Error: Expected more than 1 value per channel when training

AlexisW · October 1, 2018, 1:51am

I have a model that works perfectly when there are multiple input. However, if there is only one datapoint as input, I will get the above error. Does anyone have an idea on what’s going on here?

ptrblck · October 1, 2018, 4:06am

Most likely you have a nn.BatchNorm layer somewhere in your model, which expects more then 1 value to calculate the running mean and std of the current batch.
In case you want to validate your data, call model.eval() before feeding the data, as this will change the behavior of the BatchNorm layer to use the running estimates instead of calculating them for the current batch.
If you want to train your model and can’t use a bigger batch size, you could switch e.g. to InstanceNorm.

AlexisW · October 1, 2018, 7:28am

You are right - adding model.eval() is the key.

Ahsan_Habib · February 12, 2019, 4:03am

Consider the following network snippet

def __init__(self):
  ...
  self.fc_hidden_0 = nn.Linear(586, 100)
  self.bn_hidden_0 = nn.BatchNorm1d(100)

def forward(self, X):
  ...
  out = F.leaky_relu(self.bn_hidden_0(self.fc_hidden_0(out)))

Batch size is 32 (tried 20 as well) and sometime the the error is thrown -

ValueError: Expected more than 1 value per channel when training, got input size [1, 100]

I was trying to understand #ptrblck response that BatcNorm could be the problem which expects 100 values but does it expect that value of batch size 32 x 100 and getting a single instance as may be the train-loader is getting the last data segment?

Note that when I restart the training (followed by validation and train again) then the error is gone. Also note that model train() and eval() is placed before the starting of training and validation.

ptrblck · February 12, 2019, 8:39am

The error is most likely thrown during training and if the current batch only contains a single sample.
As you’ve explained this might happen, if the length of your Dataset is not dividable by the batch size without a remainder, which happens to be 1.
You could set drop_last=True in your DataLoader and run your code again.

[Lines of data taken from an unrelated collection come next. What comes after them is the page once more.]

//! Per-thread statistic recording.

use std::time::Instant;

use hashbrown::HashMap;

use crate::key::SmallShaderKey;
use crate::statistics::{SectionStats, ShaderStats, Statistics};
use crate::types::{Quantity, SectionType};

/// Records begin/stop events of shader launches and sections for one
/// thread and accumulates them into a [`Statistics`] record.
///
/// Launch timing uses monotonic host timestamps; for device targets
/// this is an upper bound including submission overhead.
#[derive(Debug, Default)]
pub struct StatisticHandler {
    statistics: Statistics,
    in_flight: HashMap<SmallShaderKey, (Instant, u64)>,
}

impl StatisticHandler {
    #[must_use]
    pub fn new() -> Self {
        Self::default()
    }

    pub fn reset(&mut self) {
        self.statistics.reset();
        self.in_flight.clear();
    }

    /// Record the start of a shader launch with its workload size.
    pub fn begin_shader_launch(&mut self, key: SmallShaderKey, workload: u64) {
        self.in_flight.insert(key, (Instant::now(), workload));
    }

    /// Record the end of a shader launch started earlier.
    pub fn end_shader_launch(&mut self, key: SmallShaderKey) {
        let Some((start, workload)) = self.in_flight.remove(&key) else {
            return;
        };
        let elapsed_ms = start.elapsed().as_secs_f64() * 1e3;
        self.statistics.add_shader(
            key,
            &ShaderStats {
                elapsed_ms,
                count: 1,
                workload,
                max_workload: workload,
                min_workload: workload,
            },
        );
    }

    /// Time a section until the returned guard drops.
    #[must_use]
    pub fn section(&mut self, ty: SectionType) -> SectionGuard<'_> {
        SectionGuard {
            handler: self,
            ty,
            start: Instant::now(),
        }
    }

    pub fn begin_section(&mut self, _ty: SectionType) -> Instant {
        Instant::now()
    }

    pub fn end_section(&mut self, ty: SectionType, start: Instant) {
        self.statistics.add_section(
            ty,
            &SectionStats {
                elapsed_ms: start.elapsed().as_secs_f64() * 1e3,
                count: 1,
            },
        );
    }

    pub fn increase(&mut self, quantity: Quantity, value: u64) {
        self.statistics.add_quantity(quantity, value);
    }

    #[must_use]
    pub fn statistics(&self) -> &Statistics {
        &self.statistics
    }
}

/// Scope guard closing a section measurement on drop.
pub struct SectionGuard<'a> {
    handler: &'a mut StatisticHandler,
    ty: SectionType,
    start: Instant,
}

impl Drop for SectionGuard<'_> {
    fn drop(&mut self) {
        self.handler.end_section(self.ty, self.start);
    }
}

#[cfg(test)]
mod tests {
    use super::*;
    use crate::types::ShaderType;

    #[test]
    fn launch_bracketing_accumulates() {
        let mut handler = StatisticHandler::new();
        let key = SmallShaderKey::new(ShaderType::Miss, 0);

        handler.begin_shader_launch(key, 128);
        handler.end_shader_launch(key);
        handler.begin_shader_launch(key, 64);
        handler.end_shader_launch(key);

        let stats = handler.statistics().shader(key).unwrap();
        assert_eq!(stats.count, 2);
        assert_eq!(stats.workload, 192);
        assert_eq!(stats.min_workload, 64);
        assert_eq!(stats.max_workload, 128);
    }

    #[test]
    fn end_without_begin_is_ignored() {
        let mut handler = StatisticHandler::new();
        let key = SmallShaderKey::new(ShaderType::Device, 0);
        handler.end_shader_launch(key);
        assert!(handler.statistics().shader(key).is_none());
    }

    #[test]
    fn section_guard_records_on_drop() {
        let mut handler = StatisticHandler::new();
        {
            let _guard = handler.section(SectionType::ImageLoading);
        }
        assert_eq!(
            handler.statistics().section(SectionType::ImageLoading).count,
            1
        );
    }
}
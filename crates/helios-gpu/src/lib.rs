//! Headless Vulkan residency backend for the Helios renderer.
//!
//! Helios shaders are JIT-compiled host entry points: device memory
//! they touch must be reachable through plain pointers. This crate
//! provides the minimal Vulkan layer for that model:
//! - Instance creation and physical device pick by index
//! - Vendor/capability detection
//! - Host-visible buffer allocation with persistent mapped pointers
//!
//! There is no swapchain, pipeline or descriptor machinery here; the
//! renderer core never records Vulkan commands itself.

pub mod capabilities;
pub mod context;
pub mod error;
pub mod instance;
pub mod memory;

pub use capabilities::{GpuCapabilities, Vendor};
pub use context::{GpuContext, GpuContextBuilder};
pub use error::{GpuError, Result};
pub use memory::{GpuAllocator, GpuBuffer};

Mandy · October 12, 2019, 2:46am

I met the same problem. I’m using the Deeplabv3 from the model.zoo, and I only like to train one image, so my batch size is 1, my input image size is 512*1024,and I got the exactly same error.

Traceback (most recent call last):
  File "/home/mengdietao/.pycharm_helpers/pydev/pydevd.py", line 1758, in <module>
    main()
  File "/home/mengdietao/.pycharm_helpers/pydev/pydevd.py", line 1752, in main
    globals = debugger.run(setup['file'], None, None, is_module)
  File "/home/mengdietao/.pycharm_helpers/pydev/pydevd.py", line 1147, in run
    pydev_imports.execfile(file, globals, locals)  # execute the script
  File "/home/mengdietao/.pycharm_helpers/pydev/_pydev_imps/_pydev_execfile.py", line 18, in execfile
    exec(compile(contents+"\n", file, 'exec'), glob, loc)
  File "/home/mengdietao/tangshan/tangshan_data/image_segmentation/docs/data_check.py", line 356, in <module>
    train(CONFIG, True)
  File "/home/mengdietao/tangshan/tangshan_data/image_segmentation/docs/data_check.py", line 244, in train
    pred = model(data)
  File "/home/mengdietao/.conda/envs/mengdietao/lib/python3.7/site-packages/torch/nn/modules/module.py", line 547, in __call__
    result = self.forward(*input, **kwargs)
  File "/home/mengdietao/.conda/envs/mengdietao/lib/python3.7/site-packages/torch/nn/parallel/data_parallel.py", line 150, in forward
    return self.module(*inputs[0], **kwargs[0])
  File "/home/mengdietao/.conda/envs/mengdietao/lib/python3.7/site-packages/torch/nn/modules/module.py", line 547, in __call__
    result = self.forward(*input, **kwargs)
  File "/home/mengdietao/.conda/envs/mengdietao/lib/python3.7/site-packages/torchvision/models/segmentation/_utils.py", line 22, in forward
    x = self.classifier(x)
  File "/home/mengdietao/.conda/envs/mengdietao/lib/python3.7/site-packages/torch/nn/modules/module.py", line 547, in __call__
    result = self.forward(*input, **kwargs)
  File "/home/mengdietao/.conda/envs/mengdietao/lib/python3.7/site-packages/torch/nn/modules/container.py", line 92, in forward
    input = module(input)
  File "/home/mengdietao/.conda/envs/mengdietao/lib/python3.7/site-packages/torch/nn/modules/module.py", line 547, in __call__
    result = self.forward(*input, **kwargs)
  File "/home/mengdietao/.conda/envs/mengdietao/lib/python3.7/site-packages/torchvision/models/segmentation/deeplabv3.py", line 91, in forward
    res.append(conv(x))
  File "/home/mengdietao/.conda/envs/mengdietao/lib/python3.7/site-packages/torch/nn/modules/module.py", line 547, in __call__
    result = self.forward(*input, **kwargs)
  File "/home/mengdietao/.conda/envs/mengdietao/lib/python3.7/site-packages/torchvision/models/segmentation/deeplabv3.py", line 60, in forward
    x = super(ASPPPooling, self).forward(x)
  File "/home/mengdietao/.conda/envs/mengdietao/lib/python3.7/site-packages/torch/nn/modules/container.py", line 92, in forward
    input = module(input)
  File "/home/mengdietao/.conda/envs/mengdietao/lib/python3.7/site-packages/torch/nn/modules/module.py", line 547, in __call__
    result = self.forward(*input, **kwargs)
  File "/home/mengdietao/.conda/envs/mengdietao/lib/python3.7/site-packages/torch/nn/modules/batchnorm.py", line 81, in forward
    exponential_average_factor, self.eps)
  File "/home/mengdietao/.conda/envs/mengdietao/lib/python3.7/site-packages/torch/nn/functional.py", line 1652, in batch_norm
    raise ValueError('Expected more than 1 value per channel when training, got input size {}'.format(size))
ValueError: Expected more than 1 value per channel when training, got input size torch.Size([1, 256, 1, 1])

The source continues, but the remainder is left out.